E forse sono cambiata io, che pure amo vedere bei negozi di vestiti, scarpe e cosmetici, tant'è che ogni tanto vado all'outlet da sola o con la mia socia, ma ci vado nei giorni feriali e non c'è casino.
Nel centro commerciale ho visto tante persone vestite come se fossero in spiaggia, tante donne anche d'età con abiti tagliati male, quei vestiti che invece di aderire al corpo, sono abbondanti come camicie da notte e leggeri perché fatti di tessuti scadenti.
Mi ha colpito un uomo giovane ma decisamente in sovrappeso, sprofondato in una poltrona della galleria con i rotoli di pancia che gli uscivano dalla camicia.
Nel negozio di scarpe due donne, madre e figlia con un piccino sul passeggino, quella più grande avrà avuto la mia età, le ho notato perché parlavano a voce alta, entrambe vestite come in spiaggia, con i pantaloncini jeans a filo di chiappa.
In quel momento mi sono sentita al sicuro, nel mio vestito fasciante, a base verde, che ho acquistato almeno 5 anni fa, che è sempre carino.
Tanti ragazzotti brutti, vestiti con magliette di due taglie in più è braghe fino al ginocchio.

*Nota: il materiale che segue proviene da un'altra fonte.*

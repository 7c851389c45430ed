use glam::{DMat3, DMat4, DQuat, DVec3, EulerRot};

use super::transform::Transformable;

/// Scale components at or below this magnitude invert to 0.
pub const EPSILON: f64 = 1e-8;

/// Order in which rotation, scale and translation are multiplied.
///
/// `Trs` means `M = T · R · S`: scale first, then rotate, then translate.
#[derive(Debug, Clone, Copy, PartialEq, Eq, Hash, Default)]
pub enum TransformOrder {
    #[default]
    Trs,
    Rts,
    Rst,
    Srt,
    Str,
    Tsr,
}

impl TransformOrder {
    /// Arranges `(r, s, t)` as the left-to-right factors `(x, y, z)` of this order.
    fn arrange<T>(self, r: T, s: T, t: T) -> (T, T, T) {
        match self {
            TransformOrder::Trs => (t, r, s),
            TransformOrder::Rts => (r, t, s),
            TransformOrder::Rst => (r, s, t),
            TransformOrder::Srt => (s, r, t),
            TransformOrder::Str => (s, t, r),
            TransformOrder::Tsr => (t, s, r),
        }
    }
}

/// Rotation, scale and translation kept separately alongside their
/// inverses, with the forward and inverse products recomputed on every set.
#[derive(Debug, Clone, PartialEq)]
pub struct AffineTransform {
    order: TransformOrder,

    rotation: DQuat,
    scale: DVec3,
    translation: DVec3,

    r: DMat4,
    s: DMat4,
    t: DMat4,
    ri: DMat4,
    si: DMat4,
    ti: DMat4,

    m: DMat4,
    mi: DMat4,
}

fn guarded_recip(v: f64) -> f64 {
    if v.abs() <= EPSILON { 0.0 } else { 1.0 / v }
}

impl AffineTransform {
    #[must_use]
    pub fn new(order: TransformOrder) -> Self {
        Self {
            order,
            rotation: DQuat::IDENTITY,
            scale: DVec3::ONE,
            translation: DVec3::ZERO,
            r: DMat4::IDENTITY,
            s: DMat4::IDENTITY,
            t: DMat4::IDENTITY,
            ri: DMat4::IDENTITY,
            si: DMat4::IDENTITY,
            ti: DMat4::IDENTITY,
            m: DMat4::IDENTITY,
            mi: DMat4::IDENTITY,
        }
    }

    #[must_use]
    pub fn from_parts(
        order: TransformOrder,
        rotation: DQuat,
        translation: DVec3,
        scale: DVec3,
    ) -> Self {
        let mut transform = Self::new(order);
        transform.rotation = rotation;
        transform.r = DMat4::from_quat(rotation);
        transform.ri = transform.r.transpose();
        transform.translation = translation;
        transform.t = DMat4::from_translation(translation);
        transform.ti = DMat4::from_translation(-translation);
        transform.scale = scale;
        transform.s = DMat4::from_scale(scale);
        transform.si = Self::inverse_scale(scale);
        transform.recompute();
        transform
    }

    // ========================================================================
    // Setters
    // ========================================================================

    pub fn set_rotation(&mut self, rotation: DQuat) {
        self.rotation = rotation;
        self.r = DMat4::from_quat(rotation);
        self.ri = self.r.transpose();
        self.recompute();
    }

    /// Sets the rotation from a 3x3 matrix, assumed orthonormal.
    pub fn set_rotation_matrix(&mut self, rotation: DMat3) {
        self.rotation = DQuat::from_mat3(&rotation);
        self.r = DMat4::from_mat3(rotation);
        self.ri = self.r.transpose();
        self.recompute();
    }

    /// Euler angles in radians, applied in XYZ order.
    pub fn set_rotation_euler(&mut self, x: f64, y: f64, z: f64) {
        self.set_rotation(DQuat::from_euler(EulerRot::XYZ, x, y, z));
    }

    pub fn set_translation(&mut self, translation: DVec3) {
        self.translation = translation;
        self.t = DMat4::from_translation(translation);
        self.ti = DMat4::from_translation(-translation);
        self.recompute();
    }

    pub fn set_scale(&mut self, scale: DVec3) {
        self.scale = scale;
        self.s = DMat4::from_scale(scale);
        self.si = Self::inverse_scale(scale);
        self.recompute();
    }

    pub fn set_uniform_scale(&mut self, scale: f64) {
        self.set_scale(DVec3::splat(scale));
    }

    // ========================================================================
    // Getters
    // ========================================================================

    #[inline]
    #[must_use]
    pub fn order(&self) -> TransformOrder {
        self.order
    }

    #[inline]
    #[must_use]
    pub fn rotation(&self) -> DQuat {
        self.rotation
    }

    #[inline]
    #[must_use]
    pub fn translation(&self) -> DVec3 {
        self.translation
    }

    #[inline]
    #[must_use]
    pub fn scale(&self) -> DVec3 {
        self.scale
    }

    fn inverse_scale(scale: DVec3) -> DMat4 {
        DMat4::from_scale(DVec3::new(
            guarded_recip(scale.x),
            guarded_recip(scale.y),
            guarded_recip(scale.z),
        ))
    }

    fn recompute(&mut self) {
        let (x, y, z) = self.order.arrange(self.r, self.s, self.t);
        self.m = x * y * z;
        let (xi, yi, zi) = self.order.arrange(self.ri, self.si, self.ti);
        self.mi = zi * yi * xi;
    }
}

impl Default for AffineTransform {
    fn default() -> Self {
        Self::new(TransformOrder::default())
    }
}

impl Transformable for AffineTransform {
    fn matrix(&self) -> DMat4 {
        self.m
    }

    fn inverse_matrix(&self) -> DMat4 {
        self.mi
    }
}

#[cfg(test)]
mod tests {
    use super::*;

    #[test]
    fn every_order_inverts() {
        let orders = [
            TransformOrder::Trs,
            TransformOrder::Rts,
            TransformOrder::Rst,
            TransformOrder::Srt,
            TransformOrder::Str,
            TransformOrder::Tsr,
        ];
        for order in orders {
            let t = AffineTransform::from_parts(
                order,
                DQuat::from_axis_angle(DVec3::new(1.0, 2.0, 3.0).normalize(), 0.7),
                DVec3::new(4.0, -5.0, 6.0),
                DVec3::new(2.0, 0.5, 3.0),
            );
            assert!(
                (t.matrix() * t.inverse_matrix()).abs_diff_eq(DMat4::IDENTITY, 1e-9),
                "{order:?} does not invert"
            );
        }
    }

    #[test]
    fn zero_scale_inverts_to_zero() {
        let mut t = AffineTransform::default();
        t.set_scale(DVec3::new(0.0, 1.0, 1e-9));
        let mi = t.inverse_matrix();
        assert_eq!(mi.x_axis.x, 0.0);
        assert_eq!(mi.y_axis.y, 1.0);
        assert_eq!(mi.z_axis.z, 0.0);
        assert!(mi.is_finite());
    }
}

Brutti, impazienti, che sciamavano per la scala mobile!Povere ragazze di oggi! Ai miei tempi c'era un database collettivo, il supporto erano i nostri discorsi di fanciulle, nel quale si annoveravano veramente dei gran bei ragazzi!
Poi ho visto tante coppie con lei velata, con il vestito lungo e le maniche lunghe, seduti a fare uno spuntino :l'integrazione che passa dall'adorazione del vitello d'oro.
Al solito: è il mondo che cambia. Ah, no! Sono io che invecchio!